=== Records provided ===
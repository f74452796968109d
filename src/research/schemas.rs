//! 各阶段结构化输出类型（schemars 生成 schema 写入 prompt）

use schemars::JsonSchema;
use serde::{Deserialize, Serialize};

use crate::core::state::{DiscoveredItem, OutputFormat, QueryType};

/// 澄清决定
#[derive(Debug, Clone, Default, Serialize, Deserialize, JsonSchema)]
pub struct ClarifyWithUser {
    /// 是否需要向用户提问
    pub need_clarification: bool,
    /// 要问用户的问题（need_clarification 为 true 时必填）
    #[serde(default)]
    pub question: String,
    /// 不需要澄清时，向用户确认将要研究的内容
    #[serde(default)]
    pub verification: String,
}

/// 查询分析结果
#[derive(Debug, Clone, Serialize, Deserialize, JsonSchema)]
pub struct QueryAnalysis {
    pub query_type: QueryType,
    pub output_format: OutputFormat,
    /// 是否需要先做探索（仅 list 类型生效）
    #[serde(default)]
    pub needs_discovery: bool,
    /// 要探索的实体类型
    #[serde(default)]
    pub discovery_target: String,
    #[serde(default)]
    pub reasoning: String,
}

/// 探索提取结果
#[derive(Debug, Clone, Default, Serialize, Deserialize, JsonSchema)]
pub struct DiscoveryResult {
    #[serde(default)]
    pub entities: Vec<DiscoveredItem>,
    #[serde(default)]
    pub summary: String,
    #[serde(default)]
    pub total_found: usize,
    #[serde(default)]
    pub categories: Vec<String>,
    /// 搜索覆盖情况说明
    #[serde(default)]
    pub search_coverage: String,
}

/// 单个章节规划
#[derive(Debug, Clone, Serialize, Deserialize, JsonSchema)]
pub struct SectionPlan {
    pub title: String,
    #[serde(default)]
    pub description: String,
}

/// 研究简报（默认规划路径）
#[derive(Debug, Clone, Serialize, Deserialize, JsonSchema)]
pub struct ResearchBrief {
    pub title: String,
    #[serde(default)]
    pub objective: String,
    /// 3 到 7 个章节
    pub sections: Vec<SectionPlan>,
    #[serde(default)]
    pub scope: String,
}

/// 章节压缩结果
#[derive(Debug, Clone, Serialize, Deserialize, JsonSchema)]
pub struct SectionContent {
    #[serde(default)]
    pub title: String,
    /// 章节正文（markdown，不含一级标题）
    pub content: String,
    #[serde(default)]
    pub sources: Vec<String>,
    #[serde(default)]
    pub key_findings: Vec<String>,
}

/// 章节覆盖度
#[derive(Debug, Clone, Copy, PartialEq, Eq, Serialize, Deserialize, JsonSchema)]
#[serde(rename_all = "lowercase")]
pub enum CoverageStatus {
    Sufficient,
    Partial,
    Missing,
}

#[derive(Debug, Clone, Serialize, Deserialize, JsonSchema)]
pub struct SectionCoverage {
    pub title: String,
    pub status: CoverageStatus,
    #[serde(default)]
    pub notes: String,
}

/// 评审结果
#[derive(Debug, Clone, Serialize, Deserialize, JsonSchema)]
pub struct ReviewResult {
    pub is_sufficient: bool,
    /// 1 到 10
    #[serde(default)]
    pub overall_score: u8,
    #[serde(default)]
    pub section_coverage: Vec<SectionCoverage>,
    #[serde(default)]
    pub gaps: Vec<String>,
    /// 需要重新研究的章节标题（必须与现有标题完全一致）
    #[serde(default)]
    pub sections_to_retry: Vec<String>,
    #[serde(default)]
    pub reasoning: String,
}
//! 评审：判断章节覆盖是否足够，不足时把指定章节重置为 pending 回到规划
//!
//! 每次进入评审 review_iterations 恰好加一；达到 max_review_iterations 后无论结论如何都进入报告。

use std::collections::HashSet;

use tokio_util::sync::CancellationToken;

use crate::core::state::{ResearchState, StateUpdate};
use crate::llm::invoke_structured_prompt;
use crate::research::prompts::PromptKind;
use crate::research::schemas::ReviewResult;
use crate::research::{truncate_chars, ResearchContext, ResearchEvent, Stage, StageOutcome};

/// 评审摘要中每个章节的正文预览长度
const SECTION_PREVIEW_CHARS: usize = 500;

pub async fn run(state: &ResearchState, ctx: &ResearchContext, cancel: &CancellationToken) -> StageOutcome {
    let iteration = state.review_iterations + 1;
    let max_iterations = if state.max_review_iterations == 0 {
        ctx.config.max_review_iterations
    } else {
        state.max_review_iterations
    };

    let summary = sections_summary(state);
    let iteration_text = iteration.to_string();
    let max_text = max_iterations.to_string();
    let prompt = ctx.render(
        PromptKind::Review,
        &[
            ("research_brief", state.research_brief.as_str()),
            ("iteration", iteration_text.as_str()),
            ("max_iterations", max_text.as_str()),
            ("sections_summary", summary.as_str()),
        ],
    );

    let result = match invoke_structured_prompt::<ReviewResult>(ctx.llm.as_ref(), &prompt, cancel).await {
        Ok(r) => r,
        Err(e) => {
            tracing::warn!(thread_id = %state.thread_id, error = %e, "Review failed, proceeding to report");
            ctx.emit(ResearchEvent::ReviewDecision {
                iteration,
                sufficient: true,
                score: 0,
                retry: Vec::new(),
            });
            return to_report(iteration);
        }
    };

    tracing::info!(
        thread_id = %state.thread_id,
        iteration,
        max_iterations,
        sufficient = result.is_sufficient,
        score = result.overall_score,
        gaps = result.gaps.len(),
        "Review finished"
    );

    if result.is_sufficient || iteration >= max_iterations {
        ctx.emit(ResearchEvent::ReviewDecision {
            iteration,
            sufficient: result.is_sufficient,
            score: result.overall_score,
            retry: Vec::new(),
        });
        return to_report(iteration);
    }

    let wanted: HashSet<&str> = result.sections_to_retry.iter().map(|t| t.trim()).collect();
    let retry: Vec<_> = state
        .sections
        .iter()
        .filter(|s| wanted.contains(s.title.as_str()))
        .map(|s| {
            let mut reset = s.clone();
            reset.reset();
            reset
        })
        .collect();
    let unknown: Vec<_> = wanted
        .iter()
        .filter(|t| !state.sections.iter().any(|s| s.title == **t))
        .collect();
    if !unknown.is_empty() {
        tracing::warn!(unknown = ?unknown, "Review named sections that do not exist, ignoring");
    }

    ctx.emit(ResearchEvent::ReviewDecision {
        iteration,
        sufficient: false,
        score: result.overall_score,
        retry: retry.iter().map(|s| s.title.clone()).collect(),
    });
    if retry.is_empty() {
        tracing::info!(thread_id = %state.thread_id, "Review found gaps but named no known section, proceeding to report");
        return to_report(iteration);
    }

    tracing::info!(thread_id = %state.thread_id, retry = retry.len(), "Sending sections back for research");
    StageOutcome::goto(
        Stage::Plan,
        StateUpdate {
            sections: retry,
            review_iterations: Some(iteration),
            ..Default::default()
        },
    )
}

fn to_report(iteration: u32) -> StageOutcome {
    StageOutcome::goto(
        Stage::Report,
        StateUpdate {
            review_iterations: Some(iteration),
            ..Default::default()
        },
    )
}

fn sections_summary(state: &ResearchState) -> String {
    state
        .sections
        .iter()
        .map(|s| {
            let preview = if s.content.trim().is_empty() {
                "(no content)".to_string()
            } else {
                let p = truncate_chars(&s.content, SECTION_PREVIEW_CHARS);
                if p.len() < s.content.len() {
                    format!("{p}...")
                } else {
                    p
                }
            };
            format!(
                "### {}\nStatus: {:?}\nGoal: {}\nSources: {}\n{}",
                s.title,
                s.status,
                s.description,
                s.sources.len(),
                preview
            )
        })
        .collect::<Vec<_>>()
        .join("\n\n")
}
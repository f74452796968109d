//! 查询分析：分类查询类型与输出形式，决定是否需要探索阶段

use tokio_util::sync::CancellationToken;

use crate::core::state::{OutputFormat, QueryType, ResearchState, StateUpdate};
use crate::llm::invoke_structured_prompt;
use crate::memory::buffer_string;
use crate::research::prompts::PromptKind;
use crate::research::schemas::QueryAnalysis;
use crate::research::{ResearchContext, Stage, StageOutcome};

pub async fn run(state: &ResearchState, ctx: &ResearchContext, cancel: &CancellationToken) -> StageOutcome {
    let messages_text = buffer_string(&state.messages);
    let prompt = ctx.render(PromptKind::Analyze, &[("messages", messages_text.as_str())]);

    let analysis = match invoke_structured_prompt::<QueryAnalysis>(ctx.llm.as_ref(), &prompt, cancel).await {
        Ok(a) => a,
        Err(e) => {
            tracing::warn!(thread_id = %state.thread_id, error = %e, "Query analysis failed, defaulting to general/prose");
            QueryAnalysis {
                query_type: QueryType::General,
                output_format: OutputFormat::Prose,
                needs_discovery: false,
                discovery_target: String::new(),
                reasoning: String::new(),
            }
        }
    };

    let discover = analysis.needs_discovery && analysis.query_type == QueryType::List;
    tracing::info!(
        thread_id = %state.thread_id,
        query_type = analysis.query_type.as_str(),
        output_format = analysis.output_format.as_str(),
        needs_discovery = analysis.needs_discovery,
        "Query analyzed"
    );

    let next = if discover { Stage::Discover } else { Stage::Plan };
    StageOutcome::goto(
        next,
        StateUpdate {
            query_type: Some(analysis.query_type),
            output_format: Some(analysis.output_format),
            needs_discovery: Some(discover),
            discovery_target: Some(analysis.discovery_target),
            ..Default::default()
        },
    )
}

#[cfg(test)]
mod tests {
    use super::*;
    use std::sync::Arc;

    use crate::config::ResearchConfig;
    use crate::llm::{MockLlmClient, MockReply};
    use crate::tools::ToolRegistry;

    async fn analyze_with(reply: MockReply) -> (Stage, StateUpdate) {
        let llm = MockLlmClient::new().on("QueryAnalysis", vec![reply]);
        let ctx = ResearchContext::new(Arc::new(llm), ToolRegistry::new(), ResearchConfig::default());
        match run(&ResearchState::new("t", "q"), &ctx, &CancellationToken::new()).await {
            StageOutcome::Goto { next, update } => (next, update),
            other => panic!("unexpected outcome: {other:?}"),
        }
    }

    #[tokio::test]
    async fn test_list_with_discovery_routes_to_discover() {
        let (next, update) = analyze_with(MockReply::json(serde_json::json!({
            "query_type": "list",
            "output_format": "table",
            "needs_discovery": true,
            "discovery_target": "open-source vector databases"
        })))
        .await;
        assert_eq!(next, Stage::Discover);
        assert_eq!(update.output_format, Some(OutputFormat::Table));
        assert_eq!(update.discovery_target.as_deref(), Some("open-source vector databases"));
    }

    #[tokio::test]
    async fn test_discovery_ignored_for_non_list() {
        let (next, update) = analyze_with(MockReply::json(serde_json::json!({
            "query_type": "comparison",
            "output_format": "table",
            "needs_discovery": true
        })))
        .await;
        assert_eq!(next, Stage::Plan);
        assert_eq!(update.needs_discovery, Some(false));
    }

    #[tokio::test]
    async fn test_failure_defaults_to_general_prose() {
        let (next, update) = analyze_with(MockReply::text("no idea")).await;
        assert_eq!(next, Stage::Plan);
        assert_eq!(update.query_type, Some(QueryType::General));
        assert_eq!(update.output_format, Some(OutputFormat::Prose));
    }

    #[tokio::test]
    async fn test_cancelled_analysis_returns_default_without_waiting() {
        let llm = MockLlmClient::new()
            .on("QueryAnalysis", vec![MockReply::json(serde_json::json!({"query_type": "list"}))])
            .with_delay(std::time::Duration::from_secs(5));
        let ctx = ResearchContext::new(Arc::new(llm), ToolRegistry::new(), ResearchConfig::default());
        let token = CancellationToken::new();
        token.cancel();

        let started = std::time::Instant::now();
        match run(&ResearchState::new("t", "q"), &ctx, &token).await {
            StageOutcome::Goto { next, update } => {
                assert_eq!(next, Stage::Plan);
                assert_eq!(update.query_type, Some(QueryType::General));
            }
            other => panic!("unexpected outcome: {other:?}"),
        }
        assert!(started.elapsed() < std::time::Duration::from_secs(1));
    }
}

=== Task directions ===
State the count of lines holding the string "ReviewResult" in the listing above, and nothing else.

=== Your response ===
3